Why VCs Aren’t Fundamentally Being Disrupted

Ben Thompson at Stratechery recently wrote a very interesting piece about disruption in venture capital. By and large, I agree with Ben’s view that some aspects of venture investing have changed forever due to the advent of smaller, nimbler angel investors and incubators. However, consider this quote:

The more important takeaway, though, is that this upheaval is happening at all: even a seemingly impenetrable clubby human interaction-driven industry like venture capital is susceptible to change that, in retrospect, is really quite radical. (Emphasis mine)

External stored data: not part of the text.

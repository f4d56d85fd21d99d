//! Conversion between ADC pulses and calibrated hits.
#![allow(clippy::cast_possible_truncation, clippy::cast_precision_loss)]

use crate::config::{FadcConfig, IntegrationWindow, NS_PER_SAMPLE};
use crate::integrator::PulseMeasurement;
use crate::pedestal::total_pedestal;
use fadcsim_core::units::MEV;
use fadcsim_core::{
    CalibratedHit, CalibrationConstants, CalibrationProvider, ChannelId, PulseCalibration,
    RawPulse, Result,
};
use serde::{Deserialize, Serialize};

/// Mode-3 timestamps are expected on 4 ns boundaries (64 ticks).
const TIMESTAMP_ALIGNMENT: i64 = 64;

/// Timestamp ticks per ns.
const TICKS_PER_NS: f64 = 16.0;

/// Mode-7 pulse: a Mode-3 pulse plus the firmware's baseline and peak.
#[derive(Debug, Clone, Copy, PartialEq, Eq, Serialize, Deserialize)]
pub struct Mode7Pulse {
    /// Integral and timestamp.
    pub pulse: RawPulse,
    /// Baseline reported by the firmware (ADC).
    pub min: i32,
    /// Peak reported by the firmware (ADC).
    pub max: i32,
}

/// Converts integrated pulses into energy and time.
///
/// The per-channel methods are pure; the `calibrate_*` methods first
/// look the channel up and fail with `ChannelNotFound` when it has no
/// constants.
#[derive(Debug, Clone, Copy)]
pub struct HitCalibrator {
    window: IntegrationWindow,
    window_samples: Option<usize>,
}

impl HitCalibrator {
    /// Creates a calibrator for the given FADC settings.
    pub fn new(config: &FadcConfig) -> Self {
        Self {
            window: config.window,
            window_samples: config.window_samples(),
        }
    }

    /// Mode-1: calibrate a pulse measured in a waveform of `samples_len` samples.
    ///
    /// Fitted pulses are already pedestal-free; otherwise the pedestal of
    /// the integrated samples is removed.
    pub fn mode1_hit(
        &self,
        channel: ChannelId,
        pulse: &PulseMeasurement,
        samples_len: usize,
        constants: &CalibrationConstants,
    ) -> CalibratedHit {
        let mut sum = pulse.adc_sum;
        if !pulse.is_fitted() {
            sum -= total_pedestal(
                constants.pedestal,
                &self.window,
                Some(samples_len),
                pulse.threshold_crossing as i64,
            );
        }
        CalibratedHit::new(channel, constants.gain * sum * MEV, pulse.time)
    }

    /// Mode-3: calibrate a pre-integrated pulse.
    pub fn mode3_hit(
        &self,
        pulse: &RawPulse,
        time_offset: f64,
        constants: &CalibrationConstants,
    ) -> CalibratedHit {
        if pulse.timestamp % TIMESTAMP_ALIGNMENT != 0 {
            log::warn!(
                "unexpected timestamp {} on channel {}",
                pulse.timestamp,
                pulse.channel
            );
        }
        self.integrated_hit(pulse, time_offset, constants)
    }

    /// Mode-7: calibrate a pre-integrated pulse with firmware extras.
    ///
    /// The baseline and peak do not enter the energy.
    pub fn mode7_hit(
        &self,
        pulse: &Mode7Pulse,
        time_offset: f64,
        constants: &CalibrationConstants,
    ) -> CalibratedHit {
        self.integrated_hit(&pulse.pulse, time_offset, constants)
    }

    fn integrated_hit(
        &self,
        pulse: &RawPulse,
        time_offset: f64,
        constants: &CalibrationConstants,
    ) -> CalibratedHit {
        let time = pulse.timestamp as f64 / TICKS_PER_NS;
        let crossing = (time / f64::from(NS_PER_SAMPLE)).floor() as i64;
        let pedestal = total_pedestal(constants.pedestal, &self.window, self.window_samples, crossing);
        let energy = constants.gain * (f64::from(pulse.amplitude) - pedestal) * MEV;
        CalibratedHit::new(
            pulse.channel,
            energy,
            time - constants.time_shift + time_offset,
        )
    }

    /// Integrates the whole waveform with no pulse finding; time is zero.
    pub fn window_sum_hit(
        &self,
        channel: ChannelId,
        samples: &[i16],
        constants: &CalibrationConstants,
    ) -> CalibratedHit {
        let sum: f64 = samples
            .iter()
            .map(|&s| f64::from(s) - constants.pedestal)
            .sum();
        CalibratedHit::new(channel, constants.gain * sum * MEV, 0.0)
    }

    /// Inverse of Mode-3 calibration: the pulse a hit would have been read out as.
    pub fn digitize(&self, hit: &CalibratedHit, constants: &CalibrationConstants) -> RawPulse {
        let samples = hit.time / f64::from(NS_PER_SAMPLE);
        let timestamp = samples.round() as i64 * TIMESTAMP_ALIGNMENT;
        let pedestal = total_pedestal(
            constants.pedestal,
            &self.window,
            self.window_samples,
            samples.floor() as i64,
        );
        let amplitude = (hit.energy / MEV / constants.gain + pedestal).round() as i32;
        RawPulse::new(hit.channel, amplitude, timestamp)
    }

    /// Mode-1 calibration with constants from a provider.
    pub fn calibrate_mode1<P: CalibrationProvider + ?Sized>(
        &self,
        channel: ChannelId,
        pulse: &PulseMeasurement,
        samples_len: usize,
        provider: &P,
    ) -> Result<CalibratedHit> {
        let constants = provider.constants(channel)?;
        Ok(self.mode1_hit(channel, pulse, samples_len, &constants))
    }

    /// Mode-3 calibration with constants from a provider.
    pub fn calibrate_mode3<P: CalibrationProvider + ?Sized>(
        &self,
        pulse: &RawPulse,
        time_offset: f64,
        provider: &P,
    ) -> Result<CalibratedHit> {
        let constants = provider.constants(pulse.channel)?;
        Ok(self.mode3_hit(pulse, time_offset, &constants))
    }

    /// Mode-7 calibration with constants from a provider.
    pub fn calibrate_mode7<P: CalibrationProvider + ?Sized>(
        &self,
        pulse: &Mode7Pulse,
        time_offset: f64,
        provider: &P,
    ) -> Result<CalibratedHit> {
        let constants = provider.constants(pulse.pulse.channel)?;
        Ok(self.mode7_hit(pulse, time_offset, &constants))
    }

    /// Digitize with constants from a provider.
    pub fn digitize_with<P: CalibrationProvider + ?Sized>(
        &self,
        hit: &CalibratedHit,
        provider: &P,
    ) -> Result<RawPulse> {
        let constants = provider.constants(hit.channel)?;
        Ok(self.digitize(hit, &constants))
    }

    /// Pairs the calibrator with a provider for pulse-energy lookups.
    pub fn bind<'a, P: CalibrationProvider + ?Sized>(&'a self, provider: &'a P) -> BoundCalibrator<'a, P> {
        BoundCalibrator {
            calibrator: self,
            provider,
        }
    }
}

/// A calibrator paired with its constants.
pub struct BoundCalibrator<'a, P: ?Sized> {
    calibrator: &'a HitCalibrator,
    provider: &'a P,
}

impl<P: CalibrationProvider + ?Sized> PulseCalibration for BoundCalibrator<'_, P> {
    fn pulse_energy(&self, pulse: &RawPulse) -> Result<f64> {
        Ok(self
            .calibrator
            .calibrate_mode3(pulse, 0.0, self.provider)?
            .energy)
    }
}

Is it true that venture capital is really undergoing radical change? The answer is, in one respect, a resounding yes. That is, if you’re interested in *who* is doing what are arguably the most important deals, it’s the guys investing early in ideas. The *who* used to be VCs, and now, as Ben points out, it’s angel investors and well-run incubators like Y Combinator. There’s definitely substantive change along the *who* parameter.

Yet the larger gist of this article is that the VC world is experiencing the kind of fundamental disruption that industries as diverse as publishing, television and hotels have experienced.

I don’t buy that, and let me explain why by way of analogy.

Airbnb didn’t only displace *who* did the renting, it also displaced *what* is being rented. An annex to someone’s home is not the same product as a 4 star hotel room — even if in some economic contexts these are substitute goods. This isn’t a bad thing at all, since for many Airbnb users a cozy annex or a small room in a large abode is much better than a neat but vanilla hotel room.

So, why does this feature of Airbnb’s lifecycle matter? Well, think about how significant it is that Airbnb disrupted the *who* and the *what* of the short-term rental market. By changing the *what,* Airbnb was able to expand into international markets without having its own real estate, its own global deal team, or any of the other trappings of a large hotelier. By reimagining the who and the what at the same time, Airbnb grew quickly without the kind of practical hurdles that a traditional real estate conglomerate would have faced.

Now, think about the product that angel investors provide. What is it? It’s investment dollars. And what do VCs provide? Investment dollars. Ahah, so the product doesn’t change? Nope, in the most fundamental respects, the product is largely the same.

So what does that mean? Well, it means that disruption in venture is not going to follow the same general pattern as disruption in other contexts. While the *who* is changing, the *what* — the provision of investment dollars with the expectation that (i) a small % of startups will yield insane returns (ii) while the bulk fail miserably — is not changing.

The substantive function of the banking niche known as *venture capital* largely remains the same even as people with different honorifics (“angel investor”) write the checks.